Z-Algorithm - Take Two

- observer that for a character at index `i` of `s`, the value of `z[i]` implies
that substring starting at `i` and ending at `i+z[i]-1` _matches_ the prefix of `s`

- define a __segment__ to be a substring that matches the previx of `s`

- we'll keep track of indexes `[l,r]` that delimit the rightmost known segment (i.e., the one that ends
rightmost)

- if current index `i > r`, then the position is outside of the region that
      we already processed and we compute `z[i]` comparing values one by one (i.e., using the _take one_ algorithm approach)

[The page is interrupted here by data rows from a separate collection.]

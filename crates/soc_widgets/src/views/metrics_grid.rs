use egui::{Align, Layout, Response, RichText, Ui, Widget};
use web_time::Instant;

use super::{card, muted};
use crate::colors::StatusColor;
use crate::metrics::{format_thousands, CountUp, MetricEntry, MetricsGrid};

/// Metric cards laid out in rows of `columns`.
pub struct MetricsGridView<'a> {
    grid: &'a MetricsGrid,
    columns: usize,
}

impl<'a> MetricsGridView<'a> {
    pub fn new(grid: &'a MetricsGrid) -> Self {
        Self { grid, columns: 3 }
    }

    pub fn with_columns(mut self, columns: usize) -> Self {
        self.columns = columns.max(1);
        self
    }
}

impl Widget for MetricsGridView<'_> {
    fn ui(self, ui: &mut Ui) -> Response {
        let now = Instant::now();
        let cards: Vec<_> = self.grid.cards().collect();

        let resp = ui
            .vertical(|ui| {
                for row in cards.chunks(self.columns) {
                    ui.columns(self.columns, |cols| {
                        for (col, (metric, anim)) in cols.iter_mut().zip(row) {
                            metric_card(col, metric, anim, now);
                        }
                    });
                    ui.add_space(8.0);
                }
            })
            .response;

        if self.grid.is_animating(now) {
            ui.ctx().request_repaint();
        }
        resp
    }
}

fn metric_card(ui: &mut Ui, metric: &MetricEntry, anim: &CountUp, now: Instant) {
    card(ui, |ui| {
        ui.horizontal(|ui| {
            ui.label(
                RichText::new(metric.icon())
                    .size(22.0)
                    .color(metric.color.color32()),
            );
            if let Some(trend) = metric.trend {
                ui.with_layout(Layout::right_to_left(Align::Center), |ui| {
                    let color = if trend.is_positive {
                        StatusColor::Safe
                    } else {
                        StatusColor::Critical
                    };
                    ui.label(
                        RichText::new(format!("📈 {}%", trend.percent))
                            .strong()
                            .color(color.color32()),
                    );
                });
            }
        });
        ui.add_space(8.0);
        ui.label(
            RichText::new(format_thousands(anim.value_at(now)))
                .size(28.0)
                .strong(),
        );
        ui.label(muted(ui, &metric.label));
    });
}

- if current index `i<=r`, then the position is inside a segment that was already processed and
 we should be able to initialize `z[i]` based on what was computed previously

- note that substrings `s[l...r]` and `s[0...r-l]` match, so we can initialize `z[i]`
 to be equal to the corresponding value from the previously processed segment, i.e., `z[i-l]` 
 (this may not be its final value)

- however, the vlaue of `z[i-l]` might be too large (it could exceed `r`, `i + z[i-l] > r` and
          we do not know anything about the string past the character at index `r`)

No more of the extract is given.